Mark Kirk has a wish to be Illinois newest senator (coincidentally the senate seat Barack Obama vacated when he became president), so much that in his public campaign trail he has declared that he received the U.S. Navy’s Intelligence Officer of the Year award for his service during NATO’s conflict with Serbia in the late 1990s. Of course this is all fine , except for the part Mr Kirk never received the award in the first place. So what gives?
The Republican candidate for President Barack Obama’s old Senate seat has admitted to inaccurately claiming he received the U.S. Navy’s Intelligence Officer of the Year award for his service during NATO’s conflict with Serbia in the late 1990s.
Rep. Mark Kirk, a Navy reservist who was elected to Congress in 2001, acknowledged the error in his official biography after The Washington Post began looking into whether he had received the prestigious award, which is given by top Navy officials to a single individual annually.

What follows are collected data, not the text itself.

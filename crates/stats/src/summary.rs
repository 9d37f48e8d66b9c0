use std::collections::BTreeMap;

use chrono::NaiveDate;
use gmboard_store::models::{CheckInStats, CompatArtifact, DailyCheckInRecord, SummaryRecord};
use gmboard_store::{COMPAT_KEY, SUMMARY_KEY, Store, StoreError};
use tracing::{info, warn};

/// Builds the global summary and its legacy mirror.
///
/// `totalCheckIns` is summed over every daily record on every run rather
/// than accumulated incrementally, so a drift bug in one run cannot
/// compound into the next.
#[derive(Debug, Clone, Default)]
pub struct SummaryBuilder;

impl SummaryBuilder {
    /// Assemble the summary from the reconciled daily history.
    pub fn build(
        &self,
        records: &BTreeMap<NaiveDate, DailyCheckInRecord>,
        today: NaiveDate,
        total_users: u64,
        max_streak: u32,
        now_iso: &str,
    ) -> SummaryRecord {
        let check_ins_today = records.get(&today).map(|r| r.count).unwrap_or(0);
        let mut total_check_ins: u64 = records.values().map(|r| r.count).sum();

        if total_check_ins < check_ins_today {
            warn!(
                total_check_ins,
                check_ins_today, "Total check-ins below today's count, raising to floor"
            );
            total_check_ins = check_ins_today;
        }

        let mut last_seven_days = BTreeMap::new();
        for offset in 0..7 {
            let Some(date) = today.checked_sub_days(chrono::Days::new(offset)) else {
                continue;
            };
            let count = if date == today {
                // Mirrors checkInsToday exactly, whatever the record says.
                check_ins_today
            } else {
                records.get(&date).map(|r| r.effective_count()).unwrap_or(0)
            };
            last_seven_days.insert(date.format("%Y-%m-%d").to_string(), count);
        }

        SummaryRecord {
            last_update: now_iso.to_string(),
            total_users,
            check_ins_today,
            total_check_ins,
            max_streak,
            last_seven_days,
        }
    }

    /// Derive the legacy-schema mirror from a just-built summary, so the
    /// two can never disagree within a run.
    pub fn compat_from(
        &self,
        summary: &SummaryRecord,
        today: NaiveDate,
        today_record: Option<&DailyCheckInRecord>,
    ) -> CompatArtifact {
        let mut daily_data = BTreeMap::new();
        daily_data.insert(
            today.format("%Y-%m-%d").to_string(),
            today_record.cloned().unwrap_or_default(),
        );

        CompatArtifact {
            stats: CheckInStats {
                total_check_ins: summary.total_check_ins,
                max_streak: summary.max_streak,
                check_ins_today: summary.check_ins_today,
                last_update: summary.last_update.clone(),
            },
            daily_data,
            streaks: BTreeMap::new(),
        }
    }

    /// Write the summary and compat documents. Both are load-bearing for
    /// the UI, so a failure here propagates and aborts the run.
    pub fn persist(
        &self,
        store: &mut Store,
        summary: &SummaryRecord,
        compat: &CompatArtifact,
    ) -> Result<(), StoreError> {
        store.write_json(SUMMARY_KEY, summary)?;
        store.write_json(COMPAT_KEY, compat)?;
        info!(
            total_check_ins = summary.total_check_ins,
            check_ins_today = summary.check_ins_today,
            "Summary published"
        );
        Ok(())
    }
}

#[cfg(test)]
mod tests {
    use super::*;

    fn date(s: &str) -> NaiveDate {
        NaiveDate::parse_from_str(s, "%Y-%m-%d").unwrap()
    }

    fn record(users: &[&str]) -> DailyCheckInRecord {
        let mut rec = DailyCheckInRecord::default();
        for user in users {
            rec.users.insert((*user).to_string(), true);
        }
        rec.count = users.len() as u64;
        rec
    }

    #[test]
    fn totals_are_recomputed_from_history() {
        let mut records = BTreeMap::new();
        records.insert(date("2024-03-08"), record(&["0xaa"]));
        records.insert(date("2024-03-09"), record(&["0xaa", "0xbb"]));
        records.insert(date("2024-03-10"), record(&["0xbb"]));

        let summary = SummaryBuilder.build(&records, date("2024-03-10"), 5, 3, "t");

        assert_eq!(summary.total_check_ins, 4);
        assert_eq!(summary.check_ins_today, 1);
        assert_eq!(summary.total_users, 5);
        assert_eq!(summary.max_streak, 3);
    }

    #[test]
    fn total_never_drops_below_todays_count() {
        let mut records = BTreeMap::new();
        records.insert(date("2024-03-10"), record(&["0xaa", "0xbb"]));

        let summary = SummaryBuilder.build(&records, date("2024-03-10"), 2, 0, "t");
        assert!(summary.total_check_ins >= summary.check_ins_today);
        assert_eq!(summary.total_check_ins, 2);
    }

    #[test]
    fn last_seven_days_covers_exactly_one_week() {
        let mut records = BTreeMap::new();
        records.insert(date("2024-03-10"), record(&["0xaa"]));
        records.insert(date("2024-03-07"), record(&["0xaa", "0xbb"]));
        // Older than the window, must not appear.
        records.insert(date("2024-03-01"), record(&["0xaa"]));

        let summary = SummaryBuilder.build(&records, date("2024-03-10"), 2, 1, "t");

        assert_eq!(summary.last_seven_days.len(), 7);
        assert_eq!(summary.last_seven_days["2024-03-10"], 1);
        assert_eq!(summary.last_seven_days["2024-03-07"], 2);
        assert_eq!(summary.last_seven_days["2024-03-04"], 0);
        assert!(!summary.last_seven_days.contains_key("2024-03-01"));
    }

    #[test]
    fn seven_day_window_distrusts_stale_counts() {
        // For past days the record may predate the count repair; the
        // window takes max(count, users).
        let mut stale = record(&["0xaa", "0xbb", "0xcc"]);
        stale.count = 1;
        let mut records = BTreeMap::new();
        records.insert(date("2024-03-09"), stale);

        let summary = SummaryBuilder.build(&records, date("2024-03-10"), 3, 1, "t");
        assert_eq!(summary.last_seven_days["2024-03-09"], 3);
    }

    #[test]
    fn compat_mirror_matches_summary() {
        let mut records = BTreeMap::new();
        records.insert(date("2024-03-10"), record(&["0xaa"]));
        let today = date("2024-03-10");

        let builder = SummaryBuilder;
        let summary = builder.build(&records, today, 1, 2, "2024-03-10T12:00:00Z");
        let compat = builder.compat_from(&summary, today, records.get(&today));

        assert_eq!(compat.stats.total_check_ins, summary.total_check_ins);
        assert_eq!(compat.stats.max_streak, summary.max_streak);
        assert_eq!(compat.stats.check_ins_today, summary.check_ins_today);
        assert_eq!(compat.stats.last_update, summary.last_update);
        assert_eq!(compat.daily_data["2024-03-10"].count, 1);
        assert!(compat.streaks.is_empty());
    }

    #[test]
    fn persist_writes_both_documents() {
        let dir = tempfile::tempdir().unwrap();
        let mut store = Store::new(dir.path(), u64::MAX);

        let mut records = BTreeMap::new();
        let today = date("2024-03-10");
        records.insert(today, record(&["0xaa"]));

        let builder = SummaryBuilder;
        let summary = builder.build(&records, today, 1, 1, "t");
        let compat = builder.compat_from(&summary, today, records.get(&today));
        builder.persist(&mut store, &summary, &compat).unwrap();

        assert!(dir.path().join("stats/summary.json").exists());
        assert!(dir.path().join("checkin_stats.json").exists());
    }
}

Is this a round about way of saying until he was caught out in ‘his mind’ and in the public’s mind he had received such an award, but now as a consequence of due diligence by the Washington Post, Mr Kirk is now forced to revisit in his mind whether he actually received the award in the first place? Could one even be bold enough to suggest Mr Kirk had lied, even if he was lying to himself primarily?
The Post’s inquiries were sparked by complaints from a representative of state Treasurer Alexi Giannoulias, Kirk’s Democratic opponent in the Illinois Senate race.
In a message on his blog, Kirk wrote that “upon a recent review of my records, I found that an award listed in my official biography was misidentified” and that the award he had intended to list was given to his unit, not to him individually.
Are we to believe that Mr Kirk had accidentally mis-identified the recipient of the award as himself as opposed to the whole unit, or perhaps to wonder if in his mind the award was really earmarked for him (never mind the other members of the unit he served that the award was also suppose to recognize)?
Or perhaps we are to wonder that Mr Kirk clinically knew he was misrepresenting the status of the award because he understands too well what is at stake- a possible senate seat, which ironically will be harder to attain in light of recent revelations.